The seventh attempt will be the last attempt with any "high probability" of success, Cook said. If that attempt fails, NASA will resort to attempting to put the Lander's systems into neutral, or "safe mode," sending the command via the Mars Global Surveyor Satellite, Cook said.

Late Tuesday, NASA will then attempt to boot up the Lander's systems from safe mode. However Cook emphasized that there are no strong expectations that this last-ditch course of action will prove successful.

NASA will however continue for "a couple of weeks" to listen out for any signal transmitted back via the satellite, Cook said, adding "the team is working on other possibilities."

The sixth attempt to achieve contact with the 165-million-dollar spacecraft failed on late Sunday.

MPL and its 30-million dollar Deep Space Two mini-probes, are thought to have touched down near Mars' South Pole mid-Friday in search of subterranean water.
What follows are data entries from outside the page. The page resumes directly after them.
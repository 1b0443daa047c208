//! Helpers for building small documents in tests.
//!
//! ```rust
//! use a11yinspect_ast::builder::document;
//! use a11yinspect_ast::builder::element;
//!
//! let doc = document([element("a").attr("href", "#main").text("Skip to content")]);
//! assert_eq!(doc.elements().count(), 1);
//! ```

use crate::Document;
use crate::Literal;
use crate::tree::AttributeNode;
use crate::tree::ElementNode;
use crate::tree::Expression;
use crate::tree::ExpressionNode;
use crate::tree::Initializer;
use crate::tree::Node;
use crate::tree::Program;
use crate::tree::TextNode;

/// Builds an element node.
#[derive(Debug, Clone)]
pub struct ElementBuilder(ElementNode);

/// Starts building an element with the given tag or component name.
pub fn element(name: &str) -> ElementBuilder {
    ElementBuilder(ElementNode {
        name: name.to_string(),
        attributes: Vec::new(),
        children: Vec::new(),
        span: None,
    })
}

/// Builds a document from top-level elements.
pub fn document(nodes: impl IntoIterator<Item = ElementBuilder>) -> Document {
    Document::new(Program {
        path: None,
        source: None,
        body: nodes.into_iter().map(Node::from).collect(),
    })
}

impl ElementBuilder {
    /// Adds an attribute with the given initializer.
    fn push_attr(mut self, name: &str, value: Option<Initializer>) -> Self {
        self.0.attributes.push(AttributeNode {
            name: name.to_string(),
            value,
            span: None,
        });
        self
    }

    /// Adds an attribute with a literal value (`name="value"`).
    pub fn attr(self, name: &str, value: impl Into<Literal>) -> Self {
        self.push_attr(name, Some(Initializer::Literal(value.into())))
    }

    /// Adds an attribute without a value (`name`).
    pub fn bare(self, name: &str) -> Self {
        self.push_attr(name, None)
    }

    /// Adds an attribute with a literal expression container
    /// (`name={value}`).
    pub fn expr(self, name: &str, value: impl Into<Literal>) -> Self {
        self.push_attr(
            name,
            Some(Initializer::Expression {
                expression: Expression::Literal {
                    value: value.into(),
                },
            }),
        )
    }

    /// Adds an attribute with a dynamic expression (`name={x}`).
    pub fn dynamic(self, name: &str) -> Self {
        self.push_attr(
            name,
            Some(Initializer::Expression {
                expression: Expression::Dynamic { source: None },
            }),
        )
    }

    /// Adds a child node.
    pub fn child(mut self, child: impl Into<Node>) -> Self {
        self.0.children.push(child.into());
        self
    }

    /// Adds a text child.
    pub fn text(self, text: &str) -> Self {
        self.child(Node::Text(TextNode {
            value: text.to_string(),
            span: None,
        }))
    }

    /// Adds a literal expression child (`{"text"}`).
    pub fn expr_text(self, value: impl Into<Literal>) -> Self {
        self.child(Node::Expression(ExpressionNode {
            expression: Expression::Literal {
                value: value.into(),
            },
            span: None,
        }))
    }

    /// Adds a dynamic expression child (`{user.name}`).
    pub fn dynamic_text(self) -> Self {
        self.child(Node::Expression(ExpressionNode {
            expression: Expression::Dynamic { source: None },
            span: None,
        }))
    }
}

impl From<ElementBuilder> for Node {
    fn from(builder: ElementBuilder) -> Self {
        Node::Element(builder.0)
    }
}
However, they never called home.

The mini-probes, which were to have split off from the Lander, also have been silent.

The Lander and its mini probes were launched on January 3, in order to fly to Mars' south pole to collect data on any water and gases there.

NASA only knows for certain that the Lander was functioning normally when it entered Mars' atmosphere at the spot the agency had targeted. It is believed to have touched down Friday about 800 kilometers (500 miles) from the planet's South Pole.

NASA scientists over the weekend thought they had the communications problem beat when they attempted to send signals to the Lander indirectly, using a broader antenna to send signals via the Mars Global Surveyor satellite which has been orbiting the planet since 1997.

But repeated attempts to communicate via this route proved fruitless.

One of the explanations for the Polar Lander's failure to contact its handlers could be that the spacecraft never separated from its heat shield and Deep Space Two's mini-probes, named after Antarctic explorers Scott and Amundsen.

The technical problems are another blow to the US space agency. NASA was eager to have a successful Mars mission after the loss of the 125-million-dollar Mars Climate Orbiter in September, due to a human error in calculating distances.

Since 1960, there have been 33 missions to fly by, orbit or land on Mars, but nearly two-thirds of them have ended in a major failure of some kind.